Cell biology

Short RNAs and shortness of breath

The simultaneous deletion of six RNA molecules in mice has been found to cause respiratory and fertility defects, owing to improper assembly of structures called cilia on the cell surface. See Article p.115

Defects in the assembly of cilia — fine projections of the cell surface — are the cause of a plethora of human diseases1. One such disease is primary ciliary dyskinesia, a syndrome that severely compromises the function of the respiratory tract and reproductive system, resulting in airway infections and infertility. Identification of factors that control the assembly of cilia would constitute a major scientific advance. In this issue, Song et al.2 (page 115) implicate clusters of non-protein-coding RNA molecules in the regulation of cilium assembly, and show that deletion of these regulators in mice leads to a syndrome reminiscent of primary ciliary dyskinesia.

There are two types of cilium, non-motile and motile, both of which are essential for normal growth and development. Single, non-motile primary cilia are present on diverse cell types and function as sensors that provide the cell with information about the external environment. Motile cilia, meanwhile, function to coordinate fluid flow, and are found in large numbers on multiciliated cells (MCCs) in the respiratory tract and the Fallopian tubes of the female reproductive tract. Assembly of both types (a process known as ciliogenesis) is initiated by a cellular organelle called the basal body.
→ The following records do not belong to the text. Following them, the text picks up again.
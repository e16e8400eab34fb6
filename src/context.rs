//! Context encoding of the three lattice positions an evaluator sees

use std::fmt;

use serde::{Deserialize, Serialize};

use crate::api::PrimitiveFeatureApply;

/// Encoded primitive feature values of one lattice position
pub type ContextSlice<'a> = &'a [u64];

/// Caller-owned buffer an evaluator writes feature ids into
pub type FeatureOutput<'a> = &'a mut [u32];

/// Encoding used for every slot of a position outside the sentence
pub const BOS: u64 = u64::MAX;

/// Relative lattice position
#[derive(Debug, Clone, Copy, PartialEq, Eq, PartialOrd, Ord, Hash, Serialize, Deserialize)]
#[serde(rename_all = "lowercase")]
pub enum Position {
    /// Current node
    T0,
    /// Previous node
    T1,
    /// Node before the previous one
    T2,
}

impl Position {
    /// All positions in combination order
    pub const ALL: [Position; 3] = [Position::T0, Position::T1, Position::T2];

    /// Distance from the current node
    pub fn offset(self) -> usize {
        match self {
            Position::T0 => 0,
            Position::T1 => 1,
            Position::T2 => 2,
        }
    }

    /// Bit of this position in a position mask
    pub fn mask_bit(self) -> u64 {
        1 << self.offset()
    }

    /// Parameter name of this position in generated code
    pub fn name(self) -> &'static str {
        match self {
            Position::T0 => "t0",
            Position::T1 => "t1",
            Position::T2 => "t2",
        }
    }

    /// Pick the slice of this position out of an evaluator's arguments
    #[inline(always)]
    pub fn select<'a>(self, t2: &'a [u64], t1: &'a [u64], t0: &'a [u64]) -> &'a [u64] {
        match self {
            Position::T0 => t0,
            Position::T1 => t1,
            Position::T2 => t2,
        }
    }
}

impl fmt::Display for Position {
    fn fmt(&self, f: &mut fmt::Formatter<'_>) -> fmt::Result {
        f.write_str(self.name())
    }
}

/// Owned encodings of the three positions around a lattice node
#[derive(Debug, Clone, PartialEq, Eq)]
pub struct ContextWindow {
    t2: Vec<u64>,
    t1: Vec<u64>,
    t0: Vec<u64>,
}

impl ContextWindow {
    /// Create a window from already encoded slices
    pub fn new(t2: Vec<u64>, t1: Vec<u64>, t0: Vec<u64>) -> Self {
        Self { t2, t1, t0 }
    }

    /// Window at the start of a sentence: every position reads as [`BOS`]
    pub fn bos(width: usize) -> Self {
        Self::new(vec![BOS; width], vec![BOS; width], vec![BOS; width])
    }

    /// Encode three dictionary entries through a primitive applier.
    ///
    /// Missing entries (`None`) are positions before the sentence start and are
    /// encoded as [`BOS`].
    pub fn from_entries(
        primitive: &dyn PrimitiveFeatureApply,
        t2: Option<&[i32]>,
        t1: Option<&[i32]>,
        t0: Option<&[i32]>,
    ) -> Self {
        let encode = |entry: Option<&[i32]>| {
            let mut slice = vec![BOS; primitive.width()];
            if let Some(entry) = entry {
                primitive.apply(entry, &mut slice);
            }
            slice
        };
        Self::new(encode(t2), encode(t1), encode(t0))
    }

    /// Shift the window by one node: t1 becomes t2, t0 becomes t1
    pub fn advance(&mut self, next: Vec<u64>) {
        self.t2 = std::mem::replace(&mut self.t1, std::mem::replace(&mut self.t0, next));
    }

    /// Slice for one position
    pub fn get(&self, position: Position) -> &[u64] {
        position.select(&self.t2, &self.t1, &self.t0)
    }

    /// Slices in evaluator argument order `(t2, t1, t0)`
    pub fn slices(&self) -> (&[u64], &[u64], &[u64]) {
        (&self.t2, &self.t1, &self.t0)
    }

    /// Width of the current position's slice
    pub fn width(&self) -> usize {
        self.t0.len()
    }
}
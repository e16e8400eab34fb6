//! Partial ngram feature combinations

use serde::{Deserialize, Serialize};

use crate::api::PartialNgramFeatureApply;
use crate::context::Position;
use crate::hashing::{PARTIAL_TAG, SEED, finish, mix};

/// A feature over any subset of the three positions, e.g. a skip bigram of t2 and t0
#[derive(Debug, Clone, Default, PartialEq, Eq, Serialize, Deserialize)]
pub struct PartialNgramFeature {
    /// Output index the feature id is written to
    pub index: u32,
    /// Slot read from the current node
    #[serde(default, skip_serializing_if = "Option::is_none")]
    pub t0: Option<u32>,
    /// Slot read from the previous node
    #[serde(default, skip_serializing_if = "Option::is_none")]
    pub t1: Option<u32>,
    /// Slot read from the node before the previous one
    #[serde(default, skip_serializing_if = "Option::is_none")]
    pub t2: Option<u32>,
}

impl PartialNgramFeature {
    /// Feature without any position; add them with [`with`](Self::with)
    pub fn new(index: u32) -> Self {
        Self {
            index,
            ..Self::default()
        }
    }

    /// Read `slot` from `position`
    pub fn with(mut self, position: Position, slot: u32) -> Self {
        match position {
            Position::T0 => self.t0 = Some(slot),
            Position::T1 => self.t1 = Some(slot),
            Position::T2 => self.t2 = Some(slot),
        }
        self
    }

    /// Slot read from `position`, if any
    pub fn slot(&self, position: Position) -> Option<u32> {
        match position {
            Position::T0 => self.t0,
            Position::T1 => self.t1,
            Position::T2 => self.t2,
        }
    }

    /// `(position, slot)` pairs in combination order
    pub fn reads(&self) -> impl Iterator<Item = (Position, u32)> + '_ {
        Position::ALL
            .into_iter()
            .filter_map(|position| self.slot(position).map(|slot| (position, slot)))
    }

    /// Hash tag: the partial marker plus a bit per position read
    pub fn tag(&self) -> u64 {
        self.reads()
            .fold(PARTIAL_TAG, |tag, (position, _)| tag | position.mask_bit())
    }

    #[inline]
    fn evaluate(&self, t2: &[u64], t1: &[u64], t0: &[u64]) -> u32 {
        let mut state = mix(mix(SEED, u64::from(self.index)), self.tag());
        for (position, slot) in self.reads() {
            state = mix(state, position.select(t2, t1, t0)[slot as usize]);
        }
        finish(state)
    }
}

/// Interpreted evaluator over a list of [`PartialNgramFeature`]s
#[derive(Debug, Clone, Default, PartialEq, Eq)]
pub struct PartialNgramDynamicFeatureApply {
    features: Vec<PartialNgramFeature>,
}

impl PartialNgramDynamicFeatureApply {
    /// Create an evaluator; features are evaluated in the given order
    pub fn new(features: Vec<PartialNgramFeature>) -> Self {
        Self { features }
    }

    /// Declared features
    pub fn features(&self) -> &[PartialNgramFeature] {
        &self.features
    }
}

impl PartialNgramFeatureApply for PartialNgramDynamicFeatureApply {
    fn output_width(&self) -> usize {
        self.features
            .iter()
            .map(|f| f.index as usize + 1)
            .max()
            .unwrap_or(0)
    }

    fn apply(&self, result: &mut [u32], t2: &[u64], t1: &[u64], t0: &[u64]) {
        for feature in &self.features {
            result[feature.index as usize] = feature.evaluate(t2, t1, t0);
        }
    }
}

#[cfg(test)]
mod tests {
    use super::*;

    #[test]
    fn test_tag_encodes_positions() {
        let skip = PartialNgramFeature::new(0)
            .with(Position::T2, 1)
            .with(Position::T0, 3);
        assert_eq!(skip.tag(), PARTIAL_TAG | 0b101);
        assert_eq!(
            skip.reads().collect::<Vec<_>>(),
            vec![(Position::T0, 3), (Position::T2, 1)]
        );
    }

    #[test]
    fn test_skip_bigram_ignores_t1() {
        let apply = PartialNgramDynamicFeatureApply::new(vec![
            PartialNgramFeature::new(0)
                .with(Position::T0, 0)
                .with(Position::T2, 0),
        ]);

        let mut first = [0u32; 1];
        let mut second = [0u32; 1];
        apply.apply(&mut first, &[7], &[1], &[8]);
        apply.apply(&mut second, &[7], &[2], &[8]);
        assert_eq!(first, second);
    }

    #[test]
    fn test_deserialize_skips_absent_positions() {
        let feature: PartialNgramFeature =
            serde_json::from_str(r#"{"index": 4, "t1": 2}"#).unwrap();
        assert_eq!(feature, PartialNgramFeature::new(4).with(Position::T1, 2));
    }
}
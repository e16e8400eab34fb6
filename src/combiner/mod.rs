//! Dynamic feature combiner
//!
//! Lowers declared combinations into a [`FeatureProgram`], compiles programs into
//! closures and checks compiled evaluators against interpreted ones.

pub mod builder;
pub mod compiled;
pub mod ir;
pub mod verify;

pub use builder::{CombinerConfig, FeatureCombiner, MAX_ORDER};
pub use compiled::{CompiledNgramApply, CompiledPartialNgramApply, CompiledProgram};
pub use ir::{Assignment, Expr, FeatureProgram, Load};
pub use verify::{EquivalenceChecker, Mismatch};
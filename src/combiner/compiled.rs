//! Runtime backend: compiles a [`FeatureProgram`] into closures
//!
//! Used when no generated artifact is linked into the binary. Each expression tree
//! becomes one boxed closure; the common shapes `mix(const, load)` and
//! `mix(expr, load)` get dedicated closures so a typical trigram needs three
//! indirect calls instead of a tree walk.

use std::fmt;

use super::ir::{Expr, FeatureProgram};
use crate::api::{NgramFeatureApply, PartialNgramFeatureApply};
use crate::features::FeatureKind;
use crate::hashing::{finish, mix};

type CompiledExpr = Box<dyn Fn(&[u64], &[u64], &[u64]) -> u64 + Send + Sync>;

fn compile_expr(expr: &Expr) -> CompiledExpr {
    match expr {
        Expr::Const(value) => {
            let value = *value;
            Box::new(move |_: &[u64], _: &[u64], _: &[u64]| value)
        }
        Expr::Load(load) => {
            let (position, slot) = (load.position, load.slot as usize);
            Box::new(move |t2: &[u64], t1: &[u64], t0: &[u64]| position.select(t2, t1, t0)[slot])
        }
        Expr::Mix(state, value) => match (state.as_ref(), value.as_ref()) {
            (Expr::Const(state), Expr::Load(load)) => {
                let (state, position, slot) = (*state, load.position, load.slot as usize);
                Box::new(move |t2: &[u64], t1: &[u64], t0: &[u64]| {
                    mix(state, position.select(t2, t1, t0)[slot])
                })
            }
            (state, Expr::Load(load)) => {
                let state = compile_expr(state);
                let (position, slot) = (load.position, load.slot as usize);
                Box::new(move |t2: &[u64], t1: &[u64], t0: &[u64]| {
                    mix(state(t2, t1, t0), position.select(t2, t1, t0)[slot])
                })
            }
            (state, value) => {
                let state = compile_expr(state);
                let value = compile_expr(value);
                Box::new(move |t2: &[u64], t1: &[u64], t0: &[u64]| {
                    mix(state(t2, t1, t0), value(t2, t1, t0))
                })
            }
        },
    }
}

/// Closure-compiled program, independent of the feature kind
pub struct CompiledProgram {
    kind: FeatureKind,
    output_width: usize,
    assignments: Vec<(usize, CompiledExpr)>,
}

impl CompiledProgram {
    /// Compile every assignment of `program`
    pub fn compile(program: &FeatureProgram) -> Self {
        let assignments = program
            .assignments()
            .iter()
            .map(|a| (a.target as usize, compile_expr(&a.value)))
            .collect();
        Self {
            kind: program.kind(),
            output_width: program.output_width(),
            assignments,
        }
    }

    /// Feature kind of the source program
    pub fn kind(&self) -> FeatureKind {
        self.kind
    }

    #[inline]
    fn apply(&self, result: &mut [u32], t2: &[u64], t1: &[u64], t0: &[u64]) {
        debug_assert!(result.len() >= self.output_width);
        for (target, expr) in &self.assignments {
            result[*target] = finish(expr(t2, t1, t0));
        }
    }
}

impl fmt::Debug for CompiledProgram {
    fn fmt(&self, f: &mut fmt::Formatter<'_>) -> fmt::Result {
        f.debug_struct("CompiledProgram")
            .field("kind", &self.kind)
            .field("output_width", &self.output_width)
            .field("assignments", &self.assignments.len())
            .finish()
    }
}

/// Closure-compiled full ngram evaluator
#[derive(Debug)]
pub struct CompiledNgramApply(CompiledProgram);

impl CompiledNgramApply {
    /// Compile an ngram program
    pub fn compile(program: &FeatureProgram) -> Self {
        debug_assert_eq!(program.kind(), FeatureKind::Ngram);
        Self(CompiledProgram::compile(program))
    }
}

impl NgramFeatureApply for CompiledNgramApply {
    fn output_width(&self) -> usize {
        self.0.output_width
    }

    fn apply(&self, result: &mut [u32], t2: &[u64], t1: &[u64], t0: &[u64]) {
        self.0.apply(result, t2, t1, t0);
    }
}

/// Closure-compiled partial ngram evaluator
#[derive(Debug)]
pub struct CompiledPartialNgramApply(CompiledProgram);

impl CompiledPartialNgramApply {
    /// Compile a partial ngram program
    pub fn compile(program: &FeatureProgram) -> Self {
        debug_assert_eq!(program.kind(), FeatureKind::PartialNgram);
        Self(CompiledProgram::compile(program))
    }
}

impl PartialNgramFeatureApply for CompiledPartialNgramApply {
    fn output_width(&self) -> usize {
        self.0.output_width
    }

    fn apply(&self, result: &mut [u32], t2: &[u64], t1: &[u64], t0: &[u64]) {
        self.0.apply(result, t2, t1, t0);
    }
}

#[cfg(test)]
mod tests {
    use super::*;
    use crate::combiner::{CombinerConfig, FeatureCombiner};
    use crate::context::Position;
    use crate::features::{
        NgramDynamicFeatureApply, NgramFeature, PartialNgramDynamicFeatureApply,
        PartialNgramFeature,
    };

    #[test]
    fn test_compiled_ngram_matches_program() {
        let dynamic = NgramDynamicFeatureApply::new(vec![
            NgramFeature::unigram(0, 1),
            NgramFeature::trigram(1, 0, 1, 0),
        ]);
        // unfolded trees exercise the generic mix closure
        for config in [
            CombinerConfig::default(),
            CombinerConfig {
                constant_folding: false,
                hoist_loads: false,
            },
        ] {
            let program = FeatureCombiner::with_config(config)
                .combine_ngram(Some(&dynamic), 2)
                .unwrap();
            let compiled = CompiledNgramApply::compile(&program);

            let (t2, t1, t0) = ([1u64, 2], [3u64, 4], [5u64, 6]);
            let mut expected = [0u32; 2];
            let mut actual = [0u32; 2];
            dynamic.apply(&mut expected, &t2, &t1, &t0);
            compiled.apply(&mut actual, &t2, &t1, &t0);

            assert_eq!(expected, actual);
            assert_eq!(compiled.output_width(), 2);
        }
    }

    #[test]
    fn test_compiled_partial_matches_dynamic() {
        let dynamic = PartialNgramDynamicFeatureApply::new(vec![
            PartialNgramFeature::new(1).with(Position::T2, 0),
            PartialNgramFeature::new(0)
                .with(Position::T1, 0)
                .with(Position::T0, 0),
        ]);
        let program = FeatureCombiner::new()
            .combine_partial_ngram(Some(&dynamic), 1)
            .unwrap();
        let compiled = CompiledPartialNgramApply::compile(&program);

        let mut expected = [0u32; 2];
        let mut actual = [0u32; 2];
        dynamic.apply(&mut expected, &[7], &[8], &[9]);
        compiled.apply(&mut actual, &[7], &[8], &[9]);

        assert_eq!(expected, actual);
        assert_eq!(compiled.0.kind(), FeatureKind::PartialNgram);
    }
}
A basal-body precursor, located inside another organelle, the centrosome, matures and migrates to the plasma membrane, extending microtubular structures into the extracellular space to form the axoneme — the skeleton of the cilium (Fig. 1). But how this process is controlled is unclear.

Figure 1: Ciliogenesis.
figure1

The production of multiciliated cells from precursors occurs through an orderly process known as ciliogenesis, which begins with a single precursor of an organelle called the basal body, located inside another organelle, the centrosome. As the cell differentiates, the basal-body precursor multiplies and matures. Basal bodies then migrate and dock to the surface of the cell, extending microtubular structures into the extracellular environment to form cilia. Song et al.2 report that, as precursors undergo differentiation, six miRNA molecules expressed by three related genetic regions regulate normal ciliogenesis in mice and frogs. The miRNAs inhibit translation of the messenger RNA that encodes the centrosomal protein CP110. The authors find that enhanced expression of CP110, brought about by simultaneous deletion of the six miRNAs, prevents normal docking of basal bodies to the cell surface (not shown).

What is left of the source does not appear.